[Data extracted from a collection]

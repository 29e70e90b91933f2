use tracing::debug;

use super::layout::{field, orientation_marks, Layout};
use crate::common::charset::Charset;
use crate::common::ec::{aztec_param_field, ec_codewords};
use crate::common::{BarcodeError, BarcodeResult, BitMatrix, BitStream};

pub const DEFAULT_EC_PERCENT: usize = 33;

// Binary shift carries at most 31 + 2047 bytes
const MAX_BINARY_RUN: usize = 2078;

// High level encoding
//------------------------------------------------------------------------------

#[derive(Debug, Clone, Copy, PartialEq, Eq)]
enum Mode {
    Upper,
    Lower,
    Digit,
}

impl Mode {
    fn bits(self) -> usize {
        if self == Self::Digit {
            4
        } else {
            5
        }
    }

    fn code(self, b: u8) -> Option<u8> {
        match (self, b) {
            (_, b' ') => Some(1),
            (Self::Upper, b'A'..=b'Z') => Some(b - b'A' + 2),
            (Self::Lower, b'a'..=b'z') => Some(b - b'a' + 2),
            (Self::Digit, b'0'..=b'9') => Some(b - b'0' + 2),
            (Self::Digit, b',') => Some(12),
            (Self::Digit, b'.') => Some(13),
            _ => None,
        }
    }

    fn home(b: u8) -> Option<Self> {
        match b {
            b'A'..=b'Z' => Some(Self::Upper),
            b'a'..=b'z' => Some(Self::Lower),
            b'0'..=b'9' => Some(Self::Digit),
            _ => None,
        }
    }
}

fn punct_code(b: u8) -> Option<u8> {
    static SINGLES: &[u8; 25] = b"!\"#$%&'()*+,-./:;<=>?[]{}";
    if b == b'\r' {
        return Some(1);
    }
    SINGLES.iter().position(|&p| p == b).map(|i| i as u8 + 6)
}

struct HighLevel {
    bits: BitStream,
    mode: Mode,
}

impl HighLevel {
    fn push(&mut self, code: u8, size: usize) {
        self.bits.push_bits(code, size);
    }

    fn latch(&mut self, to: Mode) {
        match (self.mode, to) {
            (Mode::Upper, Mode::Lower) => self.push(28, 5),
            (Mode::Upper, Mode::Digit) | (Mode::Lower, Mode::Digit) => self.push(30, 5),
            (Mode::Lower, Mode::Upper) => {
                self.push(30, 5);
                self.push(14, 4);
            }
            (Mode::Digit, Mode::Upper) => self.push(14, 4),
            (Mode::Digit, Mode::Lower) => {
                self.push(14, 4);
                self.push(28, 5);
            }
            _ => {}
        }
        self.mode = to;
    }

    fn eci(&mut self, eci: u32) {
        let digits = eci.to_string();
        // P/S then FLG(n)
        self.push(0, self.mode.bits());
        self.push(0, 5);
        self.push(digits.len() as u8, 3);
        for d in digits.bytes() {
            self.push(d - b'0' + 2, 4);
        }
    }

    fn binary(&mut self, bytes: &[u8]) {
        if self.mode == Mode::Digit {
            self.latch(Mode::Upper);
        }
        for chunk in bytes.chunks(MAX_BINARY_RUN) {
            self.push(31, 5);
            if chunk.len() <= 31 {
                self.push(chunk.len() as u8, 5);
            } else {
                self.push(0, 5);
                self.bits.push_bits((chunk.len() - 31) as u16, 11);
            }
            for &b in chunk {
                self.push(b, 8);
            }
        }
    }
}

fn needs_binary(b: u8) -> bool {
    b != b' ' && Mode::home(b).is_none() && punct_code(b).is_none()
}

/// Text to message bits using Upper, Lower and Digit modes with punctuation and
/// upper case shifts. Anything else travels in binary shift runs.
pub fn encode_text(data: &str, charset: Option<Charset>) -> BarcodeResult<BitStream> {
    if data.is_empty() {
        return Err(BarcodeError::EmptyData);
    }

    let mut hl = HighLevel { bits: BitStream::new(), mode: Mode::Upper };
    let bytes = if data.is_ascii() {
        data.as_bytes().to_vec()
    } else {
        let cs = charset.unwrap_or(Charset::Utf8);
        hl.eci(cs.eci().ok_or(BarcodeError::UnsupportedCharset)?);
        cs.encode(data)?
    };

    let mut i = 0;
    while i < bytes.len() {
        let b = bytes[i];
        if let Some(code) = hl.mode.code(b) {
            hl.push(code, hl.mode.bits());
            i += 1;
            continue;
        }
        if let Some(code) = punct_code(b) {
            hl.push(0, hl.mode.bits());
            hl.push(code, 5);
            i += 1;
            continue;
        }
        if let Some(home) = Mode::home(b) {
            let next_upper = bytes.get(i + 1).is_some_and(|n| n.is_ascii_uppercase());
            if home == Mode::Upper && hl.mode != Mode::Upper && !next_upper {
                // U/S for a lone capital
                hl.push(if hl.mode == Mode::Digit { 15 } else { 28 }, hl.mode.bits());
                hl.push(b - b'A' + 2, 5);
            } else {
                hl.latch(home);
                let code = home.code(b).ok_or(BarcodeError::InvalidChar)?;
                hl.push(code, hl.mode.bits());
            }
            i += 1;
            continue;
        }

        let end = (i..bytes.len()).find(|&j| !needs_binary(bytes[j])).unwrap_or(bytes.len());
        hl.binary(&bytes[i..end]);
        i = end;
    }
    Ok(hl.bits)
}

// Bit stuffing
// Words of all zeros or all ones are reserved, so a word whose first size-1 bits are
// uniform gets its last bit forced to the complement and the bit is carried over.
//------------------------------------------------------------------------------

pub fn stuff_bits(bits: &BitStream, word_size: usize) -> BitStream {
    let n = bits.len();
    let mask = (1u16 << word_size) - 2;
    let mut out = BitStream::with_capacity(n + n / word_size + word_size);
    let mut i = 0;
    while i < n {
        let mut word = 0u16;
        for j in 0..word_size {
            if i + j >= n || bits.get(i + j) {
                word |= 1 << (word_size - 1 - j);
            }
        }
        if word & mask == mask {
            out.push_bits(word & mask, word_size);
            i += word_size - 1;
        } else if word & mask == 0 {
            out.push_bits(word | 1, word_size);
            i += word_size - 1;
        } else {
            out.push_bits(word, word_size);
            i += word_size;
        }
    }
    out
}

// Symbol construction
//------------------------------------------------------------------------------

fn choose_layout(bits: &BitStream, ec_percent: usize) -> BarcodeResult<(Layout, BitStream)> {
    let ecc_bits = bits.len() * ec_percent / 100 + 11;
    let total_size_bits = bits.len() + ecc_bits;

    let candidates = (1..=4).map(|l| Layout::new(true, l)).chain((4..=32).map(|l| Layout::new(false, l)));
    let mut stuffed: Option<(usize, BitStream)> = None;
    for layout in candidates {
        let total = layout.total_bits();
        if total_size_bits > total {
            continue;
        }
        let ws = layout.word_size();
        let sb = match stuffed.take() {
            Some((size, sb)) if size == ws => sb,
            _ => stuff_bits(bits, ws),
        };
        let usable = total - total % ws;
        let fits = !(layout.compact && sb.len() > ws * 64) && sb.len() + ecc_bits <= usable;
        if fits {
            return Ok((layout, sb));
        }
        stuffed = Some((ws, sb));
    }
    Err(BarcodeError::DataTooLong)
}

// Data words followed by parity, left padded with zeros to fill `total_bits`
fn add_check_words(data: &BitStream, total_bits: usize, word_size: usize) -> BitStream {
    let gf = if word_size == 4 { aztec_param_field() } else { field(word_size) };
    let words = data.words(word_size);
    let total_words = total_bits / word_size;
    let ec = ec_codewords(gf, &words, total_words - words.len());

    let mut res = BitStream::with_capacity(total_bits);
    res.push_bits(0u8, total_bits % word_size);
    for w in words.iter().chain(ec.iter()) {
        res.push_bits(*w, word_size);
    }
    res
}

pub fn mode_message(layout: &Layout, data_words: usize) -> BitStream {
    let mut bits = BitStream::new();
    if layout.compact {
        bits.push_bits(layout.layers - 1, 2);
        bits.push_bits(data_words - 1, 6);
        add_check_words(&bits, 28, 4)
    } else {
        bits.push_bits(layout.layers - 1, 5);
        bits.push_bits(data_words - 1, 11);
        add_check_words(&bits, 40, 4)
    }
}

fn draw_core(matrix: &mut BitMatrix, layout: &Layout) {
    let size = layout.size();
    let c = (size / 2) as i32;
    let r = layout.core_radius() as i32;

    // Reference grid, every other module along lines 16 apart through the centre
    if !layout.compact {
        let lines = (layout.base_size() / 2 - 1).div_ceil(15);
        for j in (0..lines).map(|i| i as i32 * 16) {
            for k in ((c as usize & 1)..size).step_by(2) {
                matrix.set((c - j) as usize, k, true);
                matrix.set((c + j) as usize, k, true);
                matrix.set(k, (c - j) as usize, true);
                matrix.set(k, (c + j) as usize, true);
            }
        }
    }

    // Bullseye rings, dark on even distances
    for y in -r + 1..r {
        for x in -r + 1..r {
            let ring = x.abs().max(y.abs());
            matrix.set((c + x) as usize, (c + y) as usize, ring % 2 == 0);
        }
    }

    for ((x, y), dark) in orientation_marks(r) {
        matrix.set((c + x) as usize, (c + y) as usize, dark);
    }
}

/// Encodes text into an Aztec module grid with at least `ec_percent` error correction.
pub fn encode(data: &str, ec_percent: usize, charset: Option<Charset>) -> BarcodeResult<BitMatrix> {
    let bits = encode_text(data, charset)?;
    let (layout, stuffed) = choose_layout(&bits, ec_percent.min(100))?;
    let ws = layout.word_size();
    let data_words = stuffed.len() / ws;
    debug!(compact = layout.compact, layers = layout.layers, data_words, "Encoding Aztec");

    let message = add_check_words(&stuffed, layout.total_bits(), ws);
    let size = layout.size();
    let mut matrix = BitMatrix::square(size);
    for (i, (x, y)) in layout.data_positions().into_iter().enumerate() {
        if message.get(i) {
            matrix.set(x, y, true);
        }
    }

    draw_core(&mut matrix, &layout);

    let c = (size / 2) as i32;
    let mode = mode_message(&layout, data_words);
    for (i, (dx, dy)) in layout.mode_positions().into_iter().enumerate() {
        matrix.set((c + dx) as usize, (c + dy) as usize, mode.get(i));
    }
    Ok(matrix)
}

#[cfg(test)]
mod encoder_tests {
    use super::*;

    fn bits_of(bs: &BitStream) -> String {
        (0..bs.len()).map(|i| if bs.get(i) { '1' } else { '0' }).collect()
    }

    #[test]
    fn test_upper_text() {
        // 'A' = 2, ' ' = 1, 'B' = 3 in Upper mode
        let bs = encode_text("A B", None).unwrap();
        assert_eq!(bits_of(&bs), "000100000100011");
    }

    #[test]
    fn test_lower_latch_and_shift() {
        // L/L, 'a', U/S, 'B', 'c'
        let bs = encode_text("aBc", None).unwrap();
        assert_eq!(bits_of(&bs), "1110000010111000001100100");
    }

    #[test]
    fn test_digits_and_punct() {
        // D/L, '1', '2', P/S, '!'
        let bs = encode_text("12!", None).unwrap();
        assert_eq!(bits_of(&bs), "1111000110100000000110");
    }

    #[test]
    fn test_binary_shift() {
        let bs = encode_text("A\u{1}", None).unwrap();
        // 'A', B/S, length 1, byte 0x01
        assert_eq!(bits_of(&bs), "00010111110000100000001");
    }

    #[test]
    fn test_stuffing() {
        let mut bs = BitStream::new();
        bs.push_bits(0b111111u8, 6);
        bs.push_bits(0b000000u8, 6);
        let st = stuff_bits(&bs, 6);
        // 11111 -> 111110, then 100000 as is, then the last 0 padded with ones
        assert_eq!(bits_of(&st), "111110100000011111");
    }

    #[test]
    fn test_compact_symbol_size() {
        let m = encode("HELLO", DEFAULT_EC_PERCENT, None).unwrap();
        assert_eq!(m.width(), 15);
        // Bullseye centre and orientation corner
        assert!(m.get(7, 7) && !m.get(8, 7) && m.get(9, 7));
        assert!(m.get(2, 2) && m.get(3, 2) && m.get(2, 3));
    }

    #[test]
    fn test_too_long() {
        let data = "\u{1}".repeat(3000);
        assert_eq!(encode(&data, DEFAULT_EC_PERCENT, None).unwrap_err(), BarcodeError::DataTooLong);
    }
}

• _What the task requires_
Copy every line where the word "candidates" is present in the entries above.

• _Task result_
    let candidates = (1..=4).map(|l| Layout::new(true, l)).chain((4..=32).map(|l| Layout::new(false, l)));
    for layout in candidates {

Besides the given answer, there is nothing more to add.